Havanna steht vor einer Tourismuskrise, da politische Veränderungen in den USA Besucher abschrecken

Kubas einst boomende Tourismusbranche bricht unter der Last der verschärften Reise- und Handelsbeschränkungen der USA zusammen. Entdecken Sie die wirtschaftlichen Auswirkungen und Zukunftsaussichten dieses karibischen Inselstaates.
Einst ein florierendes Zentrum für amerikanische und internationale Touristen, befindet sich Kubas Tourismusbranche nun in einer ernsten Lage, da die politischen Veränderungen der US-Regierung weiterhin Reisen in den karibischen Inselstaat abschrecken. Der Zusammenbruch des kubanischen Tourismussektors hatte verheerende Auswirkungen auf die Wirtschaft des Landes, das lange Zeit auf den Zustrom von Besuchern angewiesen war, um seine fragile Finanzlage aufrechtzuerhalten.
Bevor die Trump-Regierung die Beschränkungen für US-Reisen nach Kuba im Jahr 2017 verschärfte, verzeichnete der Inselstaat einen stetigen Anstieg der Besucher, insbesondere aus seinem nördlichen Nachbarn. Im Jahr 2017 begrüßte Kuba eine Rekordzahl von 4,7 Millionen Touristen, von denen ein erheblicher Teil Amerikaner waren, die von den gelockerten Reisebestimmungen profitierten, die während des diplomatischen Tauwetters der Obama-Regierung mit Kuba eingeführt wurden.
Die Rücknahme dieser Richtlinien durch die Trump-Regierung, einschließlich des Verbots von Kreuzfahrtschiffbesuchen und der Beschränkungen für Bildungs- und Kulturreisen, hatte jedoch verheerende Auswirkungen. Im Jahr 2019 verzeichnete Kuba einen Rückgang der gesamten Touristenankünfte um 9,2 %, wobei die Zahl der amerikanischen Besucher im Vergleich zum Vorjahr um 26 % zurückging.

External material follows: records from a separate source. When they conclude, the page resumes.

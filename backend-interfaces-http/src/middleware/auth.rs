use axum::http::header::AUTHORIZATION;
use axum::http::HeaderMap;

use backend_application::commands::auth_commands;
use backend_application::AppState;
use backend_domain::StaffClaims;

use crate::error::HttpError;

/// Verifies the request's bearer credential and returns its claims.
pub fn authorize(state: &AppState, headers: &HeaderMap) -> Result<StaffClaims, HttpError> {
    let token = extract_bearer(headers);
    auth_commands::authenticate(state, token.as_deref()).map_err(HttpError::from)
}

fn extract_bearer(headers: &HeaderMap) -> Option<String> {
    let value = headers.get(AUTHORIZATION)?.to_str().ok()?.trim();
    let prefix = "Bearer ";
    if !value.starts_with(prefix) {
        return None;
    }
    let token = value[prefix.len()..].trim();
    if token.is_empty() {
        return None;
    }
    Some(token.to_string())
}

Die wirtschaftlichen Folgen dieses Rückgangs im Tourismus waren schwerwiegend. Die Tourismusbranche macht etwa 10 % des kubanischen BIP aus und beschäftigt über 450.000 Menschen, von denen viele nun ohne Arbeit oder verlässliche Einkommensquellen dastehen. Die Auswirkungen waren im ganzen Land zu spüren, von Hotels und Restaurants bis hin zu Transport- und Einzelhandelsunternehmen, die auf den Zustrom ausländischer Besucher angewiesen sind.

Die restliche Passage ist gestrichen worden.